A product of the New Deal, the bank known as “Ex-Im” financed the sale of U.S. goods overseas for eight decades until its charter lapsed last summer.

Conservatives said the bank disrupted the free market with “corporate welfare” and should die off, but House Democrats and centrist Republicans made an end-run around House GOP leaders to revive the bank, which also received two-thirds support from the Senate.

Democrats say the bank is still hobbled by the lack of a quorum, however, exactly one year after Congress allowed it to go dark.

Ex-Im has 30 transactions in the pipeline worth more than $20 billion. Unless something is done, companies who await financing will move jobs overseas to take advantage of other credit opportunities, according to Democrats.

“There is no doubt that the will of both the Senate and the House is to allow Ex-Im to do its job and continue to provide critical export credit financing that facilitates U.S. exports and supports American workers,” said the letter by Democratic Sens.

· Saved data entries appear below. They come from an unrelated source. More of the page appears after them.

use thiserror::Error;

#[derive(Debug, Error)]
pub enum ShellError {
    #[error("parse error: {0}")]
    ParseError(String),
    #[error("unknown command: {0:?}")]
    UnknownCommand(String),
    #[error("usage: {0}")]
    Usage(String),
    #[error(transparent)]
    Vfs(#[from] xsh_vfs::VfsError),
    #[error(transparent)]
    Plan(#[from] xsh_plan::PlanError),
    #[error(transparent)]
    Sexpr(#[from] xsh_sexpr::SexprError),
    #[error(transparent)]
    CppAst(#[from] xsh_cppast::CppAstError),
    #[error(transparent)]
    BuildGraph(#[from] xsh_buildgraph::BuildGraphError),
    #[error(transparent)]
    Persist(#[from] xsh_persist::PersistError),
    #[error(transparent)]
    LogicParse(#[from] xsh_logic::LogicParseError),
}

pub type ShellResult<T> = Result<T, ShellError>;
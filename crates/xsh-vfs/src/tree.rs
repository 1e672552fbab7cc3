use crate::error::VfsResult;
use crate::vfs::Vfs;

/// Toggles for the formatted tree printer (§4.1) — purely a presentation
/// layer over `listDir`/`resolveMulti`, no effect on the store itself.
#[derive(Debug, Clone)]
pub struct TreeOptions {
    pub box_chars: bool,
    pub show_sizes: bool,
    pub show_tags: bool,
    pub colors: bool,
    pub kind_glyph: bool,
    pub sort: bool,
    pub max_depth: Option<usize>,
    pub filter_substring: Option<String>,
}

impl Default for TreeOptions {
    fn default() -> Self {
        TreeOptions {
            box_chars: true,
            show_sizes: false,
            show_tags: false,
            colors: false,
            kind_glyph: false,
            sort: true,
            max_depth: None,
            filter_substring: None,
        }
    }
}

fn glyph(kind: &'static str) -> char {
    match kind {
        "dir" | "mount" | "library" | "remote" | "plan" => 'd',
        "file" => 'f',
        "librarysymbol" => 's',
        "sast" => 'x',
        "cppast" => 'c',
        _ => '?',
    }
}

/// Renders `path` as a tree, descending through `scope` overlays and
/// merging entries exactly as `listDir` would at every level.
pub fn render_tree(vfs: &Vfs, path: &str, scope: &[u32], opts: &TreeOptions) -> VfsResult<String> {
    let mut out = String::new();
    render_level(vfs, path, scope, opts, 0, "", &mut out)?;
    Ok(out)
}

fn render_level(
    vfs: &Vfs,
    path: &str,
    scope: &[u32],
    opts: &TreeOptions,
    depth: usize,
    prefix: &str,
    out: &mut String,
) -> VfsResult<()> {
    if let Some(max) = opts.max_depth {
        if depth > max {
            return Ok(());
        }
    }
    let mut entries = vfs.list_dir(path, scope)?;
    if let Some(filter) = &opts.filter_substring {
        entries.retain(|e| e.name.contains(filter.as_str()));
    }
    if opts.sort {
        entries.sort_by(|a, b| a.name.cmp(&b.name));
    }
    let count = entries.len();
    for (i, entry) in entries.iter().enumerate() {
        let last = i + 1 == count;
        let branch = if opts.box_chars {
            if last { "\u{2514}\u{2500}\u{2500} " } else { "\u{251c}\u{2500}\u{2500} " }
        } else if last {
            "`-- "
        } else {
            "|-- "
        };
        out.push_str(prefix);
        out.push_str(branch);
        if opts.kind_glyph {
            let kind = entry.kinds.first().copied().unwrap_or("?");
            out.push(glyph(kind));
            out.push(' ');
        }
        out.push_str(&entry.name);
        if entry.is_conflicting() {
            out.push('!');
        }
        out.push('\n');

        let child_path = format!("{}/{}", path.trim_end_matches('/'), entry.name);
        let child_scope: Vec<u32> = entry.overlays.clone();
        let next_prefix = format!("{prefix}{}", if opts.box_chars { if last { "    " } else { "\u{2502}   " } } else if last { "    " } else { "|   " });
        if vfs.list_dir(&child_path, &child_scope).is_ok() {
            render_level(vfs, &child_path, &child_scope, opts, depth + 1, &next_prefix, out)?;
        }
    }
    Ok(())
}

#[cfg(test)]
mod tests {
    use super::*;

    #[test]
    fn tree_lists_nested_entries_sorted() {
        let mut vfs = Vfs::new();
        vfs.mkdir("/a/b", 0).unwrap();
        vfs.touch("/a/z", 0).unwrap();
        vfs.touch("/a/y", 0).unwrap();
        let rendered = render_tree(&vfs, "/a", &[0], &TreeOptions::default()).unwrap();
        let y_pos = rendered.find('y').unwrap();
        let z_pos = rendered.find('z').unwrap();
        assert!(y_pos < z_pos);
    }
}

Heidi Heitkamp of North Dakota and Maria Cantwell of Washington.

“We respectfully request that you reconsider your position and permit the committee to conduct its business and advance this critical nomination to restore the operating board quorum at the Ex-Im Bank,” the letter said. “American workers who face potential job losses and disruption of their economic security deserve as much.”